Look below and pull out each line with the word "ExportCandidate".

(Data records)

***

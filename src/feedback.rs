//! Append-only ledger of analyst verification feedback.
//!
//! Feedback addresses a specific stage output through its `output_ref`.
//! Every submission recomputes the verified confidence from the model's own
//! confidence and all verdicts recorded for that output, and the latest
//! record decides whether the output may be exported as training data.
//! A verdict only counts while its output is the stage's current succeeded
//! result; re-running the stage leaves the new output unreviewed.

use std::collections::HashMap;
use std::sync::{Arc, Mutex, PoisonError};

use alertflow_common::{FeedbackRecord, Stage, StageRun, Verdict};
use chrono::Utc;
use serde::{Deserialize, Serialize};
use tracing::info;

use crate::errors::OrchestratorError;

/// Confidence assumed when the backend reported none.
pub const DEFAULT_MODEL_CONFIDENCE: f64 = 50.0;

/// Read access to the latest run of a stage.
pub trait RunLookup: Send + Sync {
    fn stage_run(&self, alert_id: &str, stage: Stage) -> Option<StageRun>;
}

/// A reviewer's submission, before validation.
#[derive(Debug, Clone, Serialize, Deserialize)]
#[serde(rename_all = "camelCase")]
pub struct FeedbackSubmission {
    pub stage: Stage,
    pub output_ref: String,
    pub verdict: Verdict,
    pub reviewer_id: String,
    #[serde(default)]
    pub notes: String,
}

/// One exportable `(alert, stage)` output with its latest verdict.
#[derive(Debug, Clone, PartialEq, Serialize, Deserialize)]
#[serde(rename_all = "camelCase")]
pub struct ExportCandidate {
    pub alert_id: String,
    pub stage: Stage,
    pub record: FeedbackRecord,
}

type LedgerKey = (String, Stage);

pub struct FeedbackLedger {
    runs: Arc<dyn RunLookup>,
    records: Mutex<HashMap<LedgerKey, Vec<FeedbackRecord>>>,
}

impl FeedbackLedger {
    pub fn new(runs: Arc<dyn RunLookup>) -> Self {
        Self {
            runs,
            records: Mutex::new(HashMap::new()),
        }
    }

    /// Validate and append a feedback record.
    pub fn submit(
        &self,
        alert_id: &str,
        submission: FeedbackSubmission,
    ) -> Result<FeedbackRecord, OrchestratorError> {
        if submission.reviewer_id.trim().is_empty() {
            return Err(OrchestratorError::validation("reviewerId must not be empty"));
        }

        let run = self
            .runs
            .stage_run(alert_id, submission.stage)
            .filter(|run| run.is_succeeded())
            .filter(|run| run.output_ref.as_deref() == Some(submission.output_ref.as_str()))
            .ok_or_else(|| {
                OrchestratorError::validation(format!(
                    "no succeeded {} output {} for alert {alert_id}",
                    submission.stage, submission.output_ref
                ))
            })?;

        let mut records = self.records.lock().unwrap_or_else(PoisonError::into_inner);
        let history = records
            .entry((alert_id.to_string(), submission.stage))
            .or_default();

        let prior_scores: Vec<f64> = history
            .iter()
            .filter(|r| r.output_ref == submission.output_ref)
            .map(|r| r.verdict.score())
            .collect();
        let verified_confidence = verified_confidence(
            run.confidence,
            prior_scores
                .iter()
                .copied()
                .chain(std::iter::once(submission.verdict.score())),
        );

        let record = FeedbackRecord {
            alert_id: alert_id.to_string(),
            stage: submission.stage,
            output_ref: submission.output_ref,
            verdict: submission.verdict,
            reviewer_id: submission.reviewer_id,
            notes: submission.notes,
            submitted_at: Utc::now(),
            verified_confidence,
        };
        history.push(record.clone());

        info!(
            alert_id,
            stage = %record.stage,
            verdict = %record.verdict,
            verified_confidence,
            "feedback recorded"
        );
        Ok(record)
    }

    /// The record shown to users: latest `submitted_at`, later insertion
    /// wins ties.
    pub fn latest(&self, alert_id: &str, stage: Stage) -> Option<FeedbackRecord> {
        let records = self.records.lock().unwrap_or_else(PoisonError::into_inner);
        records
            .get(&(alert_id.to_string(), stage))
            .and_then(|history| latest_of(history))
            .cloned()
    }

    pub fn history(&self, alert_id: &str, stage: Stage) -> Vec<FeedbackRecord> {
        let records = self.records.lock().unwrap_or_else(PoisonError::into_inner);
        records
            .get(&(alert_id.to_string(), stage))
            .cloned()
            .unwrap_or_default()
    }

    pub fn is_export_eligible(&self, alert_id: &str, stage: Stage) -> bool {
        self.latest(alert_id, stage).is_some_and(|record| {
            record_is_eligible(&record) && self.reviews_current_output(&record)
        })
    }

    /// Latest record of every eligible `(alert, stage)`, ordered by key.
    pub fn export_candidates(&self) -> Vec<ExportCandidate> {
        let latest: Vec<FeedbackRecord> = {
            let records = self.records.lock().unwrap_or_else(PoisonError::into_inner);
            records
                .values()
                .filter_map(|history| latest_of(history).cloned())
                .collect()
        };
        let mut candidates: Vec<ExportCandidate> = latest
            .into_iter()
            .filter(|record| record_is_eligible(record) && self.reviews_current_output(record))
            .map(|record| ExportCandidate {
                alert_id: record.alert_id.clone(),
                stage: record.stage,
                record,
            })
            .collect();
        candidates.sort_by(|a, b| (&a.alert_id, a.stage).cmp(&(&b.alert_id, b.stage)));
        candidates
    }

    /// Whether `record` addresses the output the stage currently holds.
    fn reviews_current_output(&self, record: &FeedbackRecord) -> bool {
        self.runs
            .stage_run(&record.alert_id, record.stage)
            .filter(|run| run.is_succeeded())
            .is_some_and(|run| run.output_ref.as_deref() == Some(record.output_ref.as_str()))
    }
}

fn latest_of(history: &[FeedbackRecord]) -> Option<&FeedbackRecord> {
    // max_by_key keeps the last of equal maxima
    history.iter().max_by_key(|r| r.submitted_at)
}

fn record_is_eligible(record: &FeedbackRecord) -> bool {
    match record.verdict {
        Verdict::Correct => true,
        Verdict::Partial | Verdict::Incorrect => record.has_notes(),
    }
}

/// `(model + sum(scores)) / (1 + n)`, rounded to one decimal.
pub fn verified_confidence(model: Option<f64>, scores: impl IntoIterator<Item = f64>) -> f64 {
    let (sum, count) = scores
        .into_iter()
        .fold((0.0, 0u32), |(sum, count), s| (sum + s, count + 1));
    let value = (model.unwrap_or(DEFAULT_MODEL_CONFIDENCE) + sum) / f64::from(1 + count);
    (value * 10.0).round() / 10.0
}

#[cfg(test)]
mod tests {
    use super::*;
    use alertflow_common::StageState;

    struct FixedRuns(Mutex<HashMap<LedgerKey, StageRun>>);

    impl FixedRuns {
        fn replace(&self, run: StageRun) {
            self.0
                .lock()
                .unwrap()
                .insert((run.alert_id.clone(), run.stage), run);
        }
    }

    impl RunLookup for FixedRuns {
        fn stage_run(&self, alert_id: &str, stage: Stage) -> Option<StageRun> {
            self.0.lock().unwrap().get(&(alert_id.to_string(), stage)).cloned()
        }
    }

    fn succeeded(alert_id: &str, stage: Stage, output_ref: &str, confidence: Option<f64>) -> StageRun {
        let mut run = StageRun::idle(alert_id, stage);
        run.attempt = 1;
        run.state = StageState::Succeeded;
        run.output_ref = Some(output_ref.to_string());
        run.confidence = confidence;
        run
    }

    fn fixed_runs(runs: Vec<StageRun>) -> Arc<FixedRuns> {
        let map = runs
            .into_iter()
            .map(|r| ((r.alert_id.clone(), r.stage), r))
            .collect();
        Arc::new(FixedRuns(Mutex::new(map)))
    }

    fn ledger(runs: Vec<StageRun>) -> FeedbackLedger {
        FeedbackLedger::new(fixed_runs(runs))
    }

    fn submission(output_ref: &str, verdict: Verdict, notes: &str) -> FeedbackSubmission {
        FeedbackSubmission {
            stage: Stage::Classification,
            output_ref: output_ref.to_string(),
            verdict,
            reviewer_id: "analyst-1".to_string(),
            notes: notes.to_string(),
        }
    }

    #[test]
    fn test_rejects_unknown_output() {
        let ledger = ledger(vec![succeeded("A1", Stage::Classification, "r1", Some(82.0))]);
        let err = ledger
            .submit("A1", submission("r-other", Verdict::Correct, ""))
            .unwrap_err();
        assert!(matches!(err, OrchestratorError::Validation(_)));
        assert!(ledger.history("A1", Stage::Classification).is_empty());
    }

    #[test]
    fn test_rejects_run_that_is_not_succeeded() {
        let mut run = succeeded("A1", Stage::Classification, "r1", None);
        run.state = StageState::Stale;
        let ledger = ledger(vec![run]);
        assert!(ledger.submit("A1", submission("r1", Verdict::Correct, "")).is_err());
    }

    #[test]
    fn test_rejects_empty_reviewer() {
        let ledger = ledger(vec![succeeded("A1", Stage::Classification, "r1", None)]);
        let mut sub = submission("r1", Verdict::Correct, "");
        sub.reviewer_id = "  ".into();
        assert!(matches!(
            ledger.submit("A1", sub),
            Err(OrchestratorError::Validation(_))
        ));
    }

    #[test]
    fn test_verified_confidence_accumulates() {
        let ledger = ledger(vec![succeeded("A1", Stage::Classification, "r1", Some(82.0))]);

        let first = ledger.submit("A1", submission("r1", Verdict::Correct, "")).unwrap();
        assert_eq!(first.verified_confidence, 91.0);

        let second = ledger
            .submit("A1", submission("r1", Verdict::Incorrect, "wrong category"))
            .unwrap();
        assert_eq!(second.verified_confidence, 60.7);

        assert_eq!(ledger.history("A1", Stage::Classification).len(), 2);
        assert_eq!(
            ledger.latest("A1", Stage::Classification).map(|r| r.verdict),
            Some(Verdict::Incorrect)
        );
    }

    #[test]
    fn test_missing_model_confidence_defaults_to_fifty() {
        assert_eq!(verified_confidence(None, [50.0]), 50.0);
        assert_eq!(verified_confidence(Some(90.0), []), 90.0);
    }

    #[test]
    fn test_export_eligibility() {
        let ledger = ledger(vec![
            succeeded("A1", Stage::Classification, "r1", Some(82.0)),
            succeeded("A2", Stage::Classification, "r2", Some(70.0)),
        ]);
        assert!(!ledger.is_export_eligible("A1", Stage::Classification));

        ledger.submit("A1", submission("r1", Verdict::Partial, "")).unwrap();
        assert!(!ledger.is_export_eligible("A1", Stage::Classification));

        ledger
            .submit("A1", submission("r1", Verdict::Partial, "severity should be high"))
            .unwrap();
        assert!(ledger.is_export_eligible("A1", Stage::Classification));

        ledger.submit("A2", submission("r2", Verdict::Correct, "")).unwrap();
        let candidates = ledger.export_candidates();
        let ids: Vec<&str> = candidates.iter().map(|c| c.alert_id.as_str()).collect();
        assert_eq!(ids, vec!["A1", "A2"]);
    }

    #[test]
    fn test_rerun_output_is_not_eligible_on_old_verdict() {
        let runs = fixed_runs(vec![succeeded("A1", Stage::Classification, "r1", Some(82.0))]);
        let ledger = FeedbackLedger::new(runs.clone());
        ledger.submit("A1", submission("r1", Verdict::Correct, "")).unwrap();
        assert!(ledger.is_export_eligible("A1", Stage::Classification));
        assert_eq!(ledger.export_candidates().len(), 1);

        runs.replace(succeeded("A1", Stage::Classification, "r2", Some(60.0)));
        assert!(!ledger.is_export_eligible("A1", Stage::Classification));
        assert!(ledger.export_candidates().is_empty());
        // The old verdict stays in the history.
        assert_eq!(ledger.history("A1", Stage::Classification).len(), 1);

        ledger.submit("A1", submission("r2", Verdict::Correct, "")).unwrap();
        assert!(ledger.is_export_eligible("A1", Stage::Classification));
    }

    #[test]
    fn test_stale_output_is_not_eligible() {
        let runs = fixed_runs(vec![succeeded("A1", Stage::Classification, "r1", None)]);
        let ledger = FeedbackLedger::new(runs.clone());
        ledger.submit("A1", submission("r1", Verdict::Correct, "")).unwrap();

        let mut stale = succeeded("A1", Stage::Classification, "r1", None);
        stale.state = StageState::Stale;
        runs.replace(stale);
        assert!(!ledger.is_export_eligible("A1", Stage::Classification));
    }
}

***

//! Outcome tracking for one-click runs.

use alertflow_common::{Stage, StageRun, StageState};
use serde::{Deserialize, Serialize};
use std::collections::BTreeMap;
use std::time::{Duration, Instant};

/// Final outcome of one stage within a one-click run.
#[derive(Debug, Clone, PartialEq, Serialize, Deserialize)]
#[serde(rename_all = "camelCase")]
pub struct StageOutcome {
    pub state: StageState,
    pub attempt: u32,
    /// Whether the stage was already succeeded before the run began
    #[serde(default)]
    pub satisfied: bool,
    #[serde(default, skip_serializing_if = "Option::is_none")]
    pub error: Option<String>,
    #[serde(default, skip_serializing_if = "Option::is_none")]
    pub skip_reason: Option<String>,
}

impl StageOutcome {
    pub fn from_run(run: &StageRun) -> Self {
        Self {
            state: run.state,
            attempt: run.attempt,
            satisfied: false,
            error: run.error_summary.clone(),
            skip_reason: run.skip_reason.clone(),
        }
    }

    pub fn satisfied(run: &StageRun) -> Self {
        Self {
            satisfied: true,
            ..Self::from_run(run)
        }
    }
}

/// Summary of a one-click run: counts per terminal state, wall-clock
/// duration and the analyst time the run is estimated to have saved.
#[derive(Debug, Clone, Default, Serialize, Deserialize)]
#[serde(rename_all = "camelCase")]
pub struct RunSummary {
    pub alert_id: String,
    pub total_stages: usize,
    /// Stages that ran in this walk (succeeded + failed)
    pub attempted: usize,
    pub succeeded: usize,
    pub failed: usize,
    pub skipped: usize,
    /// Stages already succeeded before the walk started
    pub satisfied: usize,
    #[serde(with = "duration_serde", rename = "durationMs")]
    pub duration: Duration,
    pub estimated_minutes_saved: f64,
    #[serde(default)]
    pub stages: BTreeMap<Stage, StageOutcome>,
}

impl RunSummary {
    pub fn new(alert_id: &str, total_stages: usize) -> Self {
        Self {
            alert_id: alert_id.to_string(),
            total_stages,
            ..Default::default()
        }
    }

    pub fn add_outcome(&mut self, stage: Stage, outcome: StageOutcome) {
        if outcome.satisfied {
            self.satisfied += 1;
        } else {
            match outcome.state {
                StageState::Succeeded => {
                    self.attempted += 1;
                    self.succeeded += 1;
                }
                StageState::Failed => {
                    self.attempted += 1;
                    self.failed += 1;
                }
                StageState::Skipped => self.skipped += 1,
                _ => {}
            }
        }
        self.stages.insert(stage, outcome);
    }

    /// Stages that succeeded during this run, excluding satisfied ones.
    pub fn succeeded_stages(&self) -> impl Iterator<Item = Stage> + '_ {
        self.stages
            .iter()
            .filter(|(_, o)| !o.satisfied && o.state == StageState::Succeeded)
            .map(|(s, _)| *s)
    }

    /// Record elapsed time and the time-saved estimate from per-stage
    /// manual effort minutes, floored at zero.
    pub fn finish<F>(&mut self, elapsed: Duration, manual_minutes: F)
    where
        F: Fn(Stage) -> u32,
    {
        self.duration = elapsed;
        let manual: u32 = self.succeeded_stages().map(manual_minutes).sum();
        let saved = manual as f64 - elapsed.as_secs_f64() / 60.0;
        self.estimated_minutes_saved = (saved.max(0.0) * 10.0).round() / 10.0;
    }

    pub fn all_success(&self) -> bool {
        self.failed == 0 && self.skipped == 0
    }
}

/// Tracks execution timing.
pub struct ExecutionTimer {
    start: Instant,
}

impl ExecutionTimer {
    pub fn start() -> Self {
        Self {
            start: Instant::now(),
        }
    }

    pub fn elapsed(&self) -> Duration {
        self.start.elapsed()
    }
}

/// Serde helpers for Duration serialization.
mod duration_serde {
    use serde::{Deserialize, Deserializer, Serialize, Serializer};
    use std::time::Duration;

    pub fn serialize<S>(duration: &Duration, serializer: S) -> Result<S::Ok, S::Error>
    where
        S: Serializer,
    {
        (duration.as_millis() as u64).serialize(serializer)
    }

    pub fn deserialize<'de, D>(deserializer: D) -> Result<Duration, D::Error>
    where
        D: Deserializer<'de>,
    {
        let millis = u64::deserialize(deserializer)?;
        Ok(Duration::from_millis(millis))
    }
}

***

EXERCISE OUTPUT:
pub struct ExportCandidate {
    pub fn export_candidates(&self) -> Vec<ExportCandidate> {
        let mut candidates: Vec<ExportCandidate> = latest
            .map(|record| ExportCandidate {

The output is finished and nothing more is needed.